Übergangsregelungen ein Muss

Dr. Protzner zu Risiken und Chancen der EU-Osterweiterung/ CSU-Infoveranstaltung

Schwürbitz. Risiken und Chancen der EU-Osterweiterung zeigt Bundestagsabgeordneter Dr. Bernd Protzner bei einer CSU-Infoveranstaltung auf. Vor allem schwerwiegende wirtschaftliche Nachteile für die Anrainerstaaten wie Deutschland, speziell für Oberfranken, gelte es durch Übergangsregelungen abzufedern.

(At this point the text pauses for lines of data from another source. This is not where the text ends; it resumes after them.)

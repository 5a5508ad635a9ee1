//! Error types for the TypedConfig core library
//!
//! This module defines the error handling for type synthesis and instance
//! construction, using thiserror for the error definitions and anyhow for
//! the open-ended failures reported by registry factories.
//!
//! Copyright (c) 2025 TypedConfig Team
//! Licensed under the Apache-2.0 license

use crate::record::{Capability, ValidationErrors};
use crate::tree::NodePath;
use serde::{Deserialize, Serialize};
use std::fmt;
use thiserror::Error;
use typedconfig_schemas::LoaderError;

/// Main error type for TypedConfig operations
#[derive(Error, Debug)]
pub enum Error {
    /// A `type` name that the type registry does not know
    #[error("Unknown type '{name}' at '{path}'")]
    UnknownType { name: String, path: NodePath },

    /// A `validator` name that the validator registry does not know
    #[error("Unknown validator '{name}' at '{path}'")]
    UnknownValidator { name: String, path: NodePath },

    /// The type factory rejected its options
    #[error("Failed to construct type '{name}' at '{path}': {source}")]
    TypeConstruction {
        name: String,
        path: NodePath,
        #[source]
        source: anyhow::Error,
    },

    /// The validator factory rejected its options or parameters
    #[error("Failed to build validator '{name}' at '{path}': {source}")]
    ValidatorConstruction {
        name: String,
        path: NodePath,
        #[source]
        source: anyhow::Error,
    },

    /// `opts` was neither a sequence nor a mapping and the policy denies it
    #[error("Ambiguous option for type '{name}' at '{path}': {opts}")]
    AmbiguousOpts {
        name: String,
        path: NodePath,
        opts: String,
    },

    /// A leaf node that is not a usable leaf spec
    #[error("Malformed leaf at '{path}': {reason}")]
    MalformedLeaf { path: NodePath, reason: String },

    /// A branch node that is not a usable branch mapping
    #[error("Malformed branch at '{path}': {reason}")]
    MalformedBranch { path: NodePath, reason: String },

    /// A field reached type synthesis without a resolved type
    #[error("Field '{field}' of '{record}' has no resolved type")]
    UnresolvedType { record: String, field: String },

    /// An I/O operation on a record type that does not carry it
    #[error("Record type '{record}' does not provide the {capability} capability")]
    MissingCapability {
        record: String,
        capability: Capability,
    },

    /// Instance construction failed
    #[error(transparent)]
    Validation(#[from] ValidationErrors),

    /// Reading or writing a document failed
    #[error("Document error: {0}")]
    Loader(#[from] LoaderError),

    /// Broken internal invariant
    #[error("Internal error: {message}")]
    Internal { message: String },
}

/// Convenience type alias for Results using our Error type
pub type Result<T> = std::result::Result<T, Error>;

impl Error {
    pub(crate) fn internal(message: impl Into<String>) -> Self {
        Self::Internal {
            message: message.into(),
        }
    }

    /// Check if this error comes from a registry lookup
    pub fn is_lookup_failure(&self) -> bool {
        matches!(
            self,
            Self::UnknownType { .. } | Self::UnknownValidator { .. }
        )
    }
}

/// How to treat an `opts` value that is neither a sequence nor a mapping
#[derive(Debug, Clone, Copy, Default, PartialEq, Eq, Serialize, Deserialize)]
#[serde(rename_all = "lowercase")]
pub enum OptsPolicy {
    /// Drop the option, use the bare type and record a warning
    #[default]
    Warn,
    /// Fail the synthesis
    Deny,
}

impl fmt::Display for OptsPolicy {
    fn fmt(&self, f: &mut fmt::Formatter<'_>) -> fmt::Result {
        match self {
            OptsPolicy::Warn => write!(f, "warn"),
            OptsPolicy::Deny => write!(f, "deny"),
        }
    }
}

/// A non-fatal problem found while synthesizing a type
#[derive(Debug, Clone, PartialEq, Eq, Serialize)]
pub struct SchemaWarning {
    /// Node the warning is about
    pub path: String,
    /// Human-readable message
    pub message: String,
}

impl SchemaWarning {
    pub fn new(path: &NodePath, message: impl Into<String>) -> Self {
        Self {
            path: path.to_string(),
            message: message.into(),
        }
    }
}

impl fmt::Display for SchemaWarning {
    fn fmt(&self, f: &mut fmt::Formatter<'_>) -> fmt::Result {
        write!(f, "{}: {}", self.path, self.message)
    }
}

#[cfg(test)]
mod tests {
    use super::*;

    #[test]
    fn test_lookup_failure_classification() {
        let path = NodePath::from_keys(&["run", "mode"]);
        let err = Error::UnknownType {
            name: "NoSuchType".to_string(),
            path: path.clone(),
        };
        assert!(err.is_lookup_failure());
        assert!(err.to_string().contains("NoSuchType"));
        assert!(err.to_string().contains("run.mode"));

        let err = Error::MalformedLeaf {
            path,
            reason: "not a mapping".to_string(),
        };
        assert!(!err.is_lookup_failure());
    }

    #[test]
    fn test_opts_policy_serde() {
        let policy: OptsPolicy = serde_json::from_str("\"deny\"").unwrap();
        assert_eq!(policy, OptsPolicy::Deny);
        assert_eq!(OptsPolicy::default(), OptsPolicy::Warn);
        assert_eq!(OptsPolicy::Warn.to_string(), "warn");
    }

    #[test]
    fn test_warning_display() {
        let warning = SchemaWarning::new(&NodePath::from_keys(&["a", "b"]), "ambiguous option ignored: 3");
        assert_eq!(warning.to_string(), "a.b: ambiguous option ignored: 3");
    }
}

In der Gastwirtschaft „Fleischmann“ konnte Ortsvorsitzender Hans Fischer eine stattliche Anzahl von Zuhörern begrüßen. Der Referent ging  zuerst auf die weltpolitische Entwicklung ein. Durch den Zusammenbruch der UdSSR und die Wiedervereinigung Deutschlands habe der Kalte Krieg mit den zeitweiligen gefahrvollen Entwicklungen sein Ende gefunden. Eine Reihe von Staaten, nach Kriegsende in den Warschauer Pakt eingegliedert, suchten Orientierung in Richtung demokratischen freiheitlichen Westens, mit dem sie seit Jahrhunderten verbunden gewesen sein.

Neben der NATO sei die Europäische Union der Garant für Frieden, Sicherheit und Freiheit.  Deshalb stünden Polen, Tschechien, die Slowakei, Ungarn, Slowenien, Lettland, Litauen und Estland als Beitrittsländer zur EU an. Was sich mit Rumänien und Bulgarien als Interessenten hinsichtlich ihrer politischen und wirtschaftlichen Entwicklung ergibt, bleibe abzuwarten, so Protzner. Auch die Ukraine zeigte Interesse an einem Beitritt. Und selbst Russland schließe nicht aus, einmal Mitglied der EU zu werden. Es sei davon auszugehen, dass die ersten Beitritte in etwa 15 Monaten vollzogen werden.

Abfederung unabdingbar

So wünschenswert ein Zusammenwachsen Europas ist, so wichtig sei es auch, die Einbindung der beitrittswilligen Staaten schrittweise so vorzunehmen, dass schwerwiegende wirtschaftliche Nachteile, etwa durch Billig-Lohn-Konkurrenz für die Anrainerstaaten wie Deutschland, Österreich, Italien vermieden werden. Als unmittelbar Betroffene nannte Protzner Oberfranken und die Oberpfalz. Entsprechend lange Übergangsregelungen seien vonnöten, betonte der Politiker.Eine finanzielle Abfederung der betroffenen Region bezeichnete er als unabdingbar

Es sei völlig unzureichend, wenn Bayern von der EU aus der Gemeinschaftsaufgabe „Interreg“ für 2000 bis 2006 eine Unterstützung von 63 Millionen Euro erhalte, wie die Auskunft des Bundeskanzleramtes vom 8. Oktober  ergeben habe. Im Gegensatz habe zum Beispiel die EU im Jahre  1985 bei der EU-Erweiterung um Spanien und Portugal den betroffenen Ländern Frankreich, Italien und Griechenland rund 4,1 Milliarden Ecu über eine Zeitraum von 7 Jahren gewährt, so der Referent.

Auch schiebe die Bundesregierung die Fertigstellung der Europastraße 48, einen Lückenschluss von 30 Kilometern der A 70 im Raum Bayreuth Oberfranken und Tschechien bis Hindernis für 2012-2015 hinaus, obwohl mit dem Beitritt Tschechien in zwei bis drei Jahren zu rechnen ist. Das sei ein weiteres die wirtschaftliche Entwicklung der hiesigen Regiondie . Hier und hinsichtlich der Bereitstellung der dringend nötigen und ausreichenden Stützungsgelder für betroffenen Regionen durch die EU habe die rotgrüne Koalition mit ihrem EU-Erweiterungskommissar Günter Verheugen versagt.

Abgesehen von dieser desolaten Abwicklung der hier in Frage stehenden EU-Erweiterung seit diese in Zukunft für die deutsche Wirtschaft eine große Chance. Schon heute gehörten Polen und Tschechien neben den USA zu den bedeutendsten Exportländern Deutschlands. Zudem könne ein geeintes Europa mit mehr Gewicht und Kraft innerhalb der Völkergemeinschaft mitbestimmend sein und in die Zukunft blicken, sagte Protzner.